Co-occurrence networks can be obtained by specific software as VOSviewer and Gephi or by using the Python programming language. In the VOSviewer software used in this study, the construction of a map comprises three steps: i) A similarity matrix (association strength as a measure of similarity) is obtained from a co-occurrence matrix (van Eck and Waltman, 2007, van Eck et al., 2006). The similarity between two terms is calculated as the ratio: the number of co-occurrences of two terms i and j divided by the product of the total number of co-occurrences of i and the total number of co-occurrences of j. ii) The visualisation of similarities (VOS) mapping technique constructs a two-dimensional map in which the items are located in such a way that the distance between any pair of items reflects their similarity. The base for doing so is minimising a weighted sum of the squared Euclidean distances between all pairs of items.

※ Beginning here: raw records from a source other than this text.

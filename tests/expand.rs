use spb_dashboard::expand::{self, CATALOG_RULES, expand_rows};
use spb_dashboard::model::{RawRow, SuccessRecord};

const HEADER: [&str; 5] = ["Timestamp", "Mensagem", "Status", "Detalhes", "Catalogo"];

fn row(cells: &[&str]) -> RawRow {
    cells.iter().map(|cell| cell.to_string()).collect()
}

fn sheet(rows: &[&[&str]]) -> Vec<RawRow> {
    let mut all = vec![row(&HEADER)];
    all.extend(rows.iter().map(|cells| row(cells)));
    all
}

#[test]
fn header_only_or_empty_input_yields_nothing() {
    assert!(expand_rows(&[]).is_empty());
    assert!(expand_rows(&[row(&HEADER)]).is_empty());
    // A single successful-looking row is still treated as the header.
    assert!(expand_rows(&[row(&["t1", "STR0012", "sucesso", "ok", ""])]).is_empty());
}

#[test]
fn nupag_catalog_generates_r2_after_primary() {
    let records = expand_rows(&sheet(&[&[
        "t1",
        "STR0012",
        "sucesso",
        "ok",
        "TrocaDeCatalagoNuPag",
    ]]));

    assert_eq!(
        records,
        vec![
            SuccessRecord {
                timestamp: "t1".into(),
                message_code: "STR0012".into(),
                status: "sucesso".into(),
                details: "ok".into(),
                catalog_code: "trocadecatalagonupag".into(),
                generated: false,
            },
            SuccessRecord {
                timestamp: "t1".into(),
                message_code: "STR0012R2".into(),
                status: "sucesso".into(),
                details: "R2 gerado por trocadecatalagonupag".into(),
                catalog_code: "trocadecatalagonupag".into(),
                generated: true,
            },
        ]
    );
}

#[test]
fn nupag_exclusions_produce_no_r2() {
    for code in ["STR0010", "STR0013"] {
        let row: &[&str] = &["t1", code, "sucesso", "ok", "trocadecatalagonupag"];
        let records = expand_rows(&sheet(&[row]));
        assert_eq!(records.len(), 1, "{code} must not be expanded");
        assert!(!records[0].generated);
    }
}

#[test]
fn nufin_and_nuinvest_expand_every_str_code() {
    for catalog in ["trocadecatalagonufin", "TROCADECATALAGONUINVEST"] {
        let records = expand_rows(&sheet(&[
            &["t1", "STR0010", "sucesso", "ok", catalog],
            &["t2", "STR0013", "sucesso", "ok", catalog],
        ]));
        let codes: Vec<&str> = records.iter().map(|r| r.message_code.as_str()).collect();
        assert_eq!(codes, ["STR0010", "STR0010R2", "STR0013", "STR0013R2"]);
    }
}

#[test]
fn non_str_codes_are_never_expanded() {
    let records = expand_rows(&sheet(&[
        &["t1", "LPI0001", "sucesso", "ok", "trocadecatalagonufin"],
        &["t2", "SME0002", "sucesso", "ok", "trocadecatalagonupag"],
        &["t3", "str0012", "sucesso", "ok", "trocadecatalagonuinvest"],
    ]));
    assert_eq!(records.len(), 3);
    assert!(records.iter().all(|record| !record.generated));
}

#[test]
fn unknown_or_missing_catalog_produces_no_r2() {
    let records = expand_rows(&sheet(&[
        &["t1", "STR0012", "sucesso", "ok", "outrocatalogo"],
        &["t2", "STR0012", "sucesso", "ok"],
    ]));
    assert_eq!(records.len(), 2);
    assert_eq!(records[1].catalog_code, "");
    assert!(records.iter().all(|record| !record.generated));
}

#[test]
fn failed_and_short_rows_are_skipped() {
    let records = expand_rows(&sheet(&[
        &["t1", "STR0012", "Erro", "falhou", "trocadecatalagonupag"],
        &["t2", "STR0012"],
        &[],
        &["t3", "STR0020", "SUCESSO"],
        &["t4", "STR0021", "Sucesso", "ok", "trocadecatalagonufin"],
    ]));

    let codes: Vec<&str> = records.iter().map(|r| r.message_code.as_str()).collect();
    assert_eq!(codes, ["STR0020", "STR0021", "STR0021R2"]);
    // Status and details are copied verbatim; missing cells become empty.
    assert_eq!(records[0].status, "SUCESSO");
    assert_eq!(records[0].details, "");
    assert_eq!(records[1].status, "Sucesso");
}

#[test]
fn rows_keep_spreadsheet_order() {
    let records = expand_rows(&sheet(&[
        &["2024-01-03", "STR0001", "sucesso", "", "trocadecatalagonufin"],
        &["2024-01-01", "LPI0001", "sucesso", "", ""],
        &["2024-01-02", "STR0002", "sucesso", "", "trocadecatalagonupag"],
    ]));
    let codes: Vec<&str> = records.iter().map(|r| r.message_code.as_str()).collect();
    assert_eq!(codes, ["STR0001", "STR0001R2", "LPI0001", "STR0002", "STR0002R2"]);
}

#[test]
fn expansion_is_deterministic() {
    let rows = sheet(&[
        &["t1", "STR0012", "sucesso", "ok", "trocadecatalagonupag"],
        &["t2", "LPI0001", "sucesso", "ok", ""],
    ]);
    let first = serde_json::to_string(&expand_rows(&rows)).unwrap();
    let second = serde_json::to_string(&expand_rows(&rows)).unwrap();
    assert_eq!(first, second);
}

#[test]
fn generated_flag_is_serialized_only_when_true() {
    let row: &[&str] = &["t1", "STR0012", "sucesso", "ok", "trocadecatalagonupag"];
    let records = expand_rows(&sheet(&[row]));
    let json = serde_json::to_value(&records).unwrap();
    assert!(json[0].get("generated").is_none());
    assert_eq!(json[1]["generated"], serde_json::Value::Bool(true));
}

#[test]
fn every_rule_is_reachable_by_lookup() {
    for rule in CATALOG_RULES {
        assert_eq!(expand::rule_for(rule.catalog), Some(rule));
    }
    assert!(expand::rule_for("").is_none());
}
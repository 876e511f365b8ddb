use std::path::{Path, PathBuf};

use calamine::{DataType, Reader, Xlsx, open_workbook};
use chrono::{Duration, NaiveDate};
use tracing::{info, instrument};

use crate::error::{DashboardError, Result};
use crate::io::SheetSource;
use crate::model::{RawRow, WorksheetRef};

/// Reads rows from a local `.xlsx` export of the message log.
///
/// Local workbooks carry no numeric tab identifiers, so the worksheet is
/// selected by name (or the first sheet) and the gid is ignored.
#[derive(Debug, Clone)]
pub struct WorkbookSource {
    path: PathBuf,
    sheet: Option<String>,
}

impl WorkbookSource {
    pub fn new(path: impl Into<PathBuf>, sheet: Option<String>) -> Self {
        Self {
            path: path.into(),
            sheet,
        }
    }
}

impl SheetSource for WorkbookSource {
    #[instrument(level = "info", skip_all, fields(path = %self.path.display()))]
    fn fetch_rows(&self, _worksheet: &WorksheetRef) -> Result<Vec<RawRow>> {
        let rows = read_rows(&self.path, self.sheet.as_deref())?;
        info!(row_count = rows.len(), "rows read from workbook");
        Ok(rows)
    }
}

/// Reads every row of `sheet` (or the first sheet) as strings, keeping cell
/// positions relative to `A1`.
pub fn read_rows(path: &Path, sheet: Option<&str>) -> Result<Vec<RawRow>> {
    let mut workbook: Xlsx<_> = open_workbook(path)?;

    let name = match sheet {
        Some(name) => name.to_string(),
        None => workbook
            .sheet_names()
            .first()
            .cloned()
            .ok_or_else(|| DashboardError::MissingSheet("<first>".into()))?,
    };
    let range = workbook
        .worksheet_range(&name)
        .ok_or_else(|| DashboardError::MissingSheet(name.clone()))??;

    let (row_offset, col_offset) = range
        .start()
        .map(|(row, col)| (row as usize, col as usize))
        .unwrap_or_default();

    let mut rows: Vec<RawRow> = vec![Vec::new(); row_offset];
    for row in range.rows() {
        let mut cells = vec![String::new(); col_offset];
        cells.extend(row.iter().map(|cell| cell_to_string(Some(cell))));
        trim_trailing_empty(&mut cells);
        rows.push(cells);
    }
    Ok(rows)
}

// The Sheets API omits trailing empty cells; match that so short rows look
// the same from either source.
fn trim_trailing_empty(cells: &mut RawRow) {
    while cells.last().is_some_and(String::is_empty) {
        cells.pop();
    }
}

fn cell_to_string(cell: Option<&DataType>) -> String {
    match cell {
        Some(DataType::String(value)) => value.clone(),
        Some(DataType::Float(value)) => value.to_string(),
        Some(DataType::Int(value)) => value.to_string(),
        Some(DataType::Bool(value)) => value.to_string(),
        Some(DataType::DateTime(serial)) => excel_serial_to_string(*serial),
        Some(DataType::Empty) | None => String::new(),
        Some(other) => other.to_string(),
    }
}

/// Formats an Excel serial date as `YYYY-MM-DD HH:MM:SS` so timestamps keep
/// sorting as strings. Serials outside the calendar range keep their numeric
/// text.
fn excel_serial_to_string(serial: f64) -> String {
    let millis = (serial * 86_400_000.0).round() as i64;
    NaiveDate::from_ymd_opt(1899, 12, 30)
        .and_then(|epoch| epoch.and_hms_opt(0, 0, 0))
        .and_then(|epoch| epoch.checked_add_signed(Duration::try_milliseconds(millis)?))
        .map(|moment| moment.format("%Y-%m-%d %H:%M:%S").to_string())
        .unwrap_or_else(|| serial.to_string())
}
// Copyright 2026 Google LLC
//
// Licensed under the Apache License, Version 2.0 (the "License");
// you may not use this file except in compliance with the License.
// You may obtain a copy of the License at
//
//      http://www.apache.org/licenses/LICENSE-2.0
//
// Unless required by applicable law or agreed to in writing, software
// distributed under the License is distributed on an "AS IS" BASIS,
// WITHOUT WARRANTIES OR CONDITIONS OF ANY KIND, either express or implied.
// See the License for the specific language governing permissions and
// limitations under the License.

//! The core application logic that drives backends through their extracts.
//!
//! Backends run in declaration order and so do their extracts. A failing
//! extract only fails itself; a failing hook aborts the run.

use crate::application::extract_job::ExtractJob;
use crate::application::hook_runner::run_hook;
use crate::domain::entities::{Backend, ExtractState};
use crate::domain::errors::{ExtractorError, Result, ValidationError};
use crate::ports::connector_port::{BackendConnector, ConnectorFactory};
use crate::ports::source_port::SourcePort;
use log::{error, info};
use serde::Serialize;
use serde_json::json;
use std::path::PathBuf;
use std::sync::Arc;
use std::time::Instant;

#[derive(Debug, Clone, Serialize)]
pub struct ExtractReport {
    pub name: String,
    pub table: String,
    pub state: ExtractState,
    pub rows: u64,
    pub duration_seconds: f64,
    pub log: Option<String>,
}

#[derive(Debug, Clone, Serialize)]
pub struct BackendReport {
    pub name: String,
    pub destination: String,
    /// Aggregate over the extracts, computed after they ran.
    pub state: ExtractState,
    pub extracts: Vec<ExtractReport>,
    pub hook_output: Vec<String>,
}

fn connector_for(
    factory: &dyn ConnectorFactory,
    backend: &Backend,
) -> Result<Box<dyn BackendConnector>> {
    let destination = backend.destination.as_ref().ok_or_else(|| {
        ValidationError::MissingDestinationKind {
            backend: backend.name.clone(),
        }
    })?;
    factory.build(destination)
}

/// Opens and releases a connection to the backend's destination.
pub fn test_connection(factory: &dyn ConnectorFactory, backend: &Backend) -> Result<()> {
    info!("Testing connection of backend {}...", backend.name);
    connector_for(factory, backend)?.test_connection()
}

/// Runs backends against one Oracle source.
pub struct Orchestrator {
    source: Arc<dyn SourcePort>,
    factory: Arc<dyn ConnectorFactory>,
    output_dir: String,
}

impl Orchestrator {
    pub fn new(
        source: Arc<dyn SourcePort>,
        factory: Arc<dyn ConnectorFactory>,
        output_dir: String,
    ) -> Self {
        Self {
            source,
            factory,
            output_dir,
        }
    }

    /// Runs every extract of `backend`, then its hook.
    pub fn run_backend(&self, backend: &mut Backend) -> Result<BackendReport> {
        let connector = connector_for(self.factory.as_ref(), backend)?;
        info!(
            "Backend {}: {} extract(s) to {}",
            backend.name,
            backend.extracts.len(),
            connector.kind()
        );

        let job = ExtractJob::new(self.source.as_ref(), connector.as_ref());
        let mut extracts = Vec::with_capacity(backend.extracts.len());
        for extract in backend.extracts.iter_mut() {
            let outcome = job.run(extract);
            extracts.push(ExtractReport {
                name: extract.name.clone(),
                table: extract.table.clone(),
                state: outcome.state,
                rows: outcome.rows,
                duration_seconds: outcome.duration.as_secs_f64(),
                log: extract.log.clone(),
            });
        }

        let hook_output = run_hook(backend, connector.as_ref())?;

        Ok(BackendReport {
            name: backend.name.clone(),
            destination: backend
                .destination
                .as_ref()
                .map(|d| d.endpoint())
                .unwrap_or_default(),
            state: backend.state(),
            extracts,
            hook_output,
        })
    }

    /// Runs the given backends in order and writes the run report.
    pub fn run_all(&self, backends: &mut [Backend]) -> Result<Vec<BackendReport>> {
        let start_time = Instant::now();
        info!("Starting run of {} backend(s)...", backends.len());

        let mut reports = Vec::with_capacity(backends.len());
        for backend in backends.iter_mut() {
            let report = self.run_backend(backend).inspect_err(|e| {
                error!("Run aborted at backend {}: {}", backend.name, e);
            })?;
            reports.push(report);
        }

        self.generate_report(&reports, start_time.elapsed().as_secs_f64())?;
        Ok(reports)
    }

    fn generate_report(&self, reports: &[BackendReport], duration_secs: f64) -> Result<PathBuf> {
        let all: Vec<&ExtractReport> = reports.iter().flat_map(|b| b.extracts.iter()).collect();
        let succeed = all.iter().filter(|e| e.state == ExtractState::Succeed).count();
        let failed = all.iter().filter(|e| e.state == ExtractState::Failed).count();
        let total_rows: u64 = all.iter().map(|e| e.rows).sum();

        let report = json!({
            "summary": {
                "total_backends": reports.len(),
                "total_extracts": all.len(),
                "succeed": succeed,
                "failed": failed,
                "total_rows": total_rows,
                "total_duration_seconds": duration_secs,
            },
            "backends": reports
        });

        let timestamp = chrono::Local::now().format("%Y%m%d_%H%M%S");
        std::fs::create_dir_all(&self.output_dir)?;
        let report_path = PathBuf::from(&self.output_dir).join(format!("report_{}.json", timestamp));
        let file = std::fs::File::create(&report_path)?;
        serde_json::to_writer_pretty(file, &report).map_err(|e| ExtractorError::IoError(e.into()))?;

        info!(
            "Run finished: {}/{} extracts succeeded, report at {}",
            succeed,
            all.len(),
            report_path.display()
        );
        Ok(report_path)
    }
}

#[cfg(test)]
mod tests {
    use super::*;
    use crate::application::extract_job::tests::{id_name_extract, two_rows, FakeConnector};
    use crate::application::extract_job::SUCCESS_LOG;
    use crate::domain::entities::{Destination, DestinationKind, MySqlParams};
    use crate::infrastructure::connectors::relational::tests::RecordingOpener;
    use crate::infrastructure::connectors::relational::RelationalConnector;
    use std::sync::Mutex;

    struct FakeFactory(FakeConnector);

    impl ConnectorFactory for FakeFactory {
        fn build(&self, _destination: &Destination) -> Result<Box<dyn BackendConnector>> {
            Ok(Box::new(self.0.clone()))
        }
    }

    /// Real relational strategy over a recording SQL session.
    struct RecordingFactory(Arc<Mutex<Vec<String>>>);

    impl ConnectorFactory for RecordingFactory {
        fn build(&self, destination: &Destination) -> Result<Box<dyn BackendConnector>> {
            let opener = RecordingOpener {
                log: Arc::clone(&self.0),
                fail_on: None,
            };
            Ok(Box::new(RelationalConnector::new(
                destination.kind(),
                Box::new(opener),
                Vec::new(),
            )))
        }
    }

    fn mysql_backend(name: &str) -> Backend {
        Backend::new(
            name,
            Some(Destination::MySql(MySqlParams {
                host: "db.local".to_string(),
                port: 3306,
                user: "loader".to_string(),
                password: String::new(),
                database: "dwh".to_string(),
            })),
        )
    }

    fn report_files(dir: &std::path::Path) -> Vec<String> {
        std::fs::read_dir(dir)
            .unwrap()
            .map(|e| e.unwrap().file_name().into_string().unwrap())
            .filter(|n| n.starts_with("report_") && n.ends_with(".json"))
            .collect()
    }

    #[test]
    fn test_end_to_end_relational_run() {
        let temp_dir = tempfile::tempdir().unwrap();
        let statements = Arc::new(Mutex::new(Vec::new()));
        let orchestrator = Orchestrator::new(
            Arc::new(two_rows()),
            Arc::new(RecordingFactory(Arc::clone(&statements))),
            temp_dir.path().to_str().unwrap().to_string(),
        );
        let mut backends = vec![mysql_backend("dwh")];
        backends[0].extracts.push(id_name_extract("partners"));

        let reports = orchestrator.run_all(&mut backends).unwrap();

        assert_eq!(reports[0].state, ExtractState::Succeed);
        assert_eq!(reports[0].extracts[0].rows, 2);
        let extract = &backends[0].extracts[0];
        assert_eq!(extract.state, ExtractState::Succeed);
        assert_eq!(extract.log.as_deref(), Some(SUCCESS_LOG));

        let statements = statements.lock().unwrap();
        assert!(statements.contains(&"CREATE TABLE partners (id INT NOT NULL, name TEXT)".to_string()));
        let inserts = statements.iter().filter(|s| s.starts_with("INSERT")).count();
        assert_eq!(inserts, 2);

        let files = report_files(temp_dir.path());
        assert_eq!(files.len(), 1);
        let text = std::fs::read_to_string(temp_dir.path().join(&files[0])).unwrap();
        let report: serde_json::Value = serde_json::from_str(&text).unwrap();
        assert_eq!(report["summary"]["succeed"], 1);
        assert_eq!(report["summary"]["total_rows"], 2);
        assert_eq!(report["backends"][0]["state"], "succeed");
        assert_eq!(report["backends"][0]["extracts"][0]["log"], SUCCESS_LOG);
    }

    #[test]
    fn test_rejected_extract_does_not_stop_sibling() {
        let temp_dir = tempfile::tempdir().unwrap();
        let mut connector = FakeConnector::new(DestinationKind::BigQuery);
        connector.reject_table = Some("first".to_string());
        let orchestrator = Orchestrator::new(
            Arc::new(two_rows()),
            Arc::new(FakeFactory(connector)),
            temp_dir.path().to_str().unwrap().to_string(),
        );
        let mut backend = mysql_backend("dwh");
        backend.extracts.push(id_name_extract("first"));
        backend.extracts.push(id_name_extract("second"));

        let report = orchestrator.run_backend(&mut backend).unwrap();

        assert_eq!(backend.extracts[0].state, ExtractState::Failed);
        assert!(backend.extracts[0]
            .log
            .as_deref()
            .unwrap()
            .contains("Could not parse 'abc' as INT64"));
        assert_eq!(backend.extracts[1].state, ExtractState::Succeed);
        assert_eq!(report.state, ExtractState::Failed);
        assert_eq!(backend.state(), ExtractState::Failed);
    }

    #[test]
    fn test_backend_without_destination() {
        let temp_dir = tempfile::tempdir().unwrap();
        let orchestrator = Orchestrator::new(
            Arc::new(two_rows()),
            Arc::new(FakeFactory(FakeConnector::new(DestinationKind::MySql))),
            temp_dir.path().to_str().unwrap().to_string(),
        );
        let mut backend = Backend::new("orphan", None);
        assert!(matches!(
            orchestrator.run_backend(&mut backend),
            Err(ExtractorError::Validation(ValidationError::MissingDestinationKind { .. }))
        ));
    }

    #[test]
    fn test_connection_needs_destination() {
        let factory = FakeFactory(FakeConnector::new(DestinationKind::MySql));
        assert!(test_connection(&factory, &mysql_backend("dwh")).is_ok());
        assert!(test_connection(&factory, &Backend::new("orphan", None)).is_err());
    }

    #[test]
    fn test_hook_runs_after_extracts_and_failure_aborts() {
        let temp_dir = tempfile::tempdir().unwrap();
        let connector = FakeConnector::new(DestinationKind::MySql);
        let orchestrator = Orchestrator::new(
            Arc::new(two_rows()),
            Arc::new(FakeFactory(connector)),
            temp_dir.path().to_str().unwrap().to_string(),
        );

        let mut first = mysql_backend("first");
        first.extracts.push(id_name_extract("partners"));
        first.hook = Some("print('done')\nundefined_name\n".to_string());
        let mut second = mysql_backend("second");
        second.extracts.push(id_name_extract("orders"));
        let mut backends = vec![first, second];

        let err = orchestrator.run_all(&mut backends).unwrap_err();
        assert!(matches!(err, ExtractorError::HookError(_)));
        // Extract states recorded before the hook ran are kept.
        assert_eq!(backends[0].extracts[0].state, ExtractState::Succeed);
        assert_eq!(backends[0].state(), ExtractState::Succeed);
        // The remainder of the run never started.
        assert_eq!(backends[1].extracts[0].state, ExtractState::New);
        assert!(report_files(temp_dir.path()).is_empty());
    }
}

The higher the similarity between two items, the higher the weight of their squared distance in the sum. iii) The obtained map is translated, rotated, and reflected to obtain consistent results (always the same map) regardless of the different solutions that can be reached in the optimisation process.

In the obtained network, the size of the label representing a term is proportional to its frequency of appearance in the text (occurrence). The thickness of the line connecting two terms indicates how often they co-occur within the same text unit. The distance between two terms offers an approximate indication of the relatedness of the terms (Cunillera and Guilera, 2018, Marinho et al., 2017, Sharma et al., 2018, van Eck et al., 2010). A dataset of 70 text documents describing flowers has been created to illustrate the explanation (Fig. 1). The table in the figure includes the occurrences and co-occurrences of the seven terms. Each term is represented in the network as a circle of size proportional to the number of occurrences; for example, the labels and circles of terms red colour and pink colour are the largest and the smallest because they are the most and least mentioned terms, respectively. Distribution of terms on the map responds to the relationships between items. Spring was a general term, co-mentioned with many terms (red, rose, poppy, and jasmine) and thus, appears located in the centre. The links with the four terms have the same thickness because the number of co-occurrences is the same (five). Terms that do not show co-occurrences among them are separated in the extremes, and close to the terms with higher co-occurrence. In the top-left appears the term poppy related to red, while in the bottom right, the term jasmine relates to fragrance. Rose shows a strong link with red and fragrance, and appears in the bottom-left. The term pink links to rose but does not show co-occurrence with any other term, appearing separated on the bottom-left extreme of the network.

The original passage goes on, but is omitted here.